== About this exercise ==
Please repeat, unchanged, the lines at the top of the listing below, ending with the one that has "use meal_dashboard::data::cache::TableCache;".

== Input records ==
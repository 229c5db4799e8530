mod app;
mod color;
mod state;
mod ui;

use std::path::PathBuf;

use anyhow::{Context, Result, anyhow};
use app::MealDashboardApp;
use eframe::egui;
use meal_dashboard::config::DashboardConfig;
use meal_dashboard::data::cache::TableCache;
use state::AppState;

fn main() -> Result<()> {
    env_logger::init();

    let cwd = std::env::current_dir().context("resolving working directory")?;
    let cli_data_path = std::env::args_os().nth(1).map(PathBuf::from);
    let config = DashboardConfig::resolve(&cwd, cli_data_path).context("loading configuration")?;
    log::info!("Using dataset {}", config.data_path.display());

    let mut state = AppState::new(config, TableCache::new());
    state.open_initial();

    let options = eframe::NativeOptions {
        viewport: egui::ViewportBuilder::default()
            .with_inner_size([1280.0, 860.0])
            .with_min_inner_size([720.0, 480.0]),
        ..Default::default()
    };

    eframe::run_native(
        "Healthy Meals – Interactive Dashboard",
        options,
        Box::new(|_cc| Ok(Box::new(MealDashboardApp::new(state)))),
    )
    .map_err(|e| anyhow!("running the dashboard window: {e}"))
}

== Answer box ==
repository 229c5db4799e8530
mod app;
mod color;
mod state;
mod ui;

use std::path::PathBuf;

use anyhow::{Context, Result, anyhow};
use app::MealDashboardApp;
use eframe::egui;
use meal_dashboard::config::DashboardConfig;
use meal_dashboard::data::cache::TableCache;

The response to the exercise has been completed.